It was just about this time two years ago that I decided I wanted to go back to school and get a BFA. I had been making art for some time, more or less self taught except for a couple of drawing and painting classes I had taken as electives while working on other degrees, along with my coursework in graphic design. I was pretty happy with what I was doing – lots of photography, as I had done ever since my parents gave me my first camera as a child, some watercolor painting here and there, as well as my growing body of work in art quilts. I had taken several workshops in the fiber world, covering such things as improvisational piecing, fabric dyeing, machine stitching, etc. But I felt that something was missing.

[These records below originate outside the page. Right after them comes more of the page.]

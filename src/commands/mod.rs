//! Command-line command handlers for vivace.
//!
//! The interactive lock screen is the default action and lives in [`crate::vivace`];
//! the modules here implement the subcommands.

pub mod help;
pub mod simulate;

So in late December of 2005, I was just spending a little time looking around on the Internet, and on a whim I decided to check out the art program at Metro State, the school at which I had earned my previous degree, Computer Information Systems & Management Science, in 1990. And once I saw that I already had most of the core classes and would only need the art classes, I decided to take the plunge and register for the upcoming spring semester. And that was it – I was a student again.

I’ve noticed that there is something of a controversy surrounding this topic. Some will say that a formal art education stifles creativity, or forces you to fit into a predetermined mold. Some art school graduates seem to feel that their experience was perhaps negative in some ways, while many self-taught artists wear the label like a badge of honor. My feeling is that you have to do what’s right for your own particular situation. For me, there have been both good and bad things about every class I’ve taken so far. While some of them seemed rather tedious or overlapped other classes from the past, I’ve learned something from each one, and the discipline provided from having to turn things in on a regular basis has forced me to go faster than I might do on my own.

I took my first watercolor class way back in 1986 when I was working on an AS in business at the local community college. Then I took Painting I in 1998, but it was on an audit basis, and so it doesn’t count for my new requirements and I had to take it again in the spring of 2007. But I didn’t go in thinking I already knew everything, and it turns out I learned a lot about how to paint, and how to see, as much from just doing it as anything else.

Here’s the results of the first assignment in that class:

Mike’s Cash Store – painting

Mike’s Cash Store
24 x 36 inches ©2006

The assignment was to copy a photograph in black and white to learn to see value. Here’s the photo I started with:

Mike’s Cash Store – photo

This is an abandoned storefront in Velarde, New Mexico. I drive by this place a couple of times a year on my way to Albuquerque to visit family. I’ve always wondered what the story is here. What happened on the day the owners finally decided to give up and shut the place down? Why is that chair just sitting there as though someone got up for a quick second to go get something out back, but will be coming back any minute?

To make the copy, you draw a grid on your photo, then you draw a proportionally enlarged grid on your canvas. It’s easier to figure out where everything goes when all you are responsible for is one square at a time, and you’re not just lost at sea on a huge blank surface. The photo had a bit of distortion in the perspective, which I tried to straighten out a little in the painting, but it’s obvious that it’s not perfect in a lot of places – the back of the chair really stands out as much too wide and strangely angled.

We were not allowed to use any black out of the tube; it had to be mixed from ultramarine blue & burnt sienna. If you didn’t make enough the first time and had to mix up more, it was challenging to get the new batch to match the temperature of the original one. This assignment was great practice in working with value (it’s all relative, baby!) and in reproducing textures. I had a lot of trouble with the bricks and and the weathered plywood. But it was also fun, and came out not too bad, I think.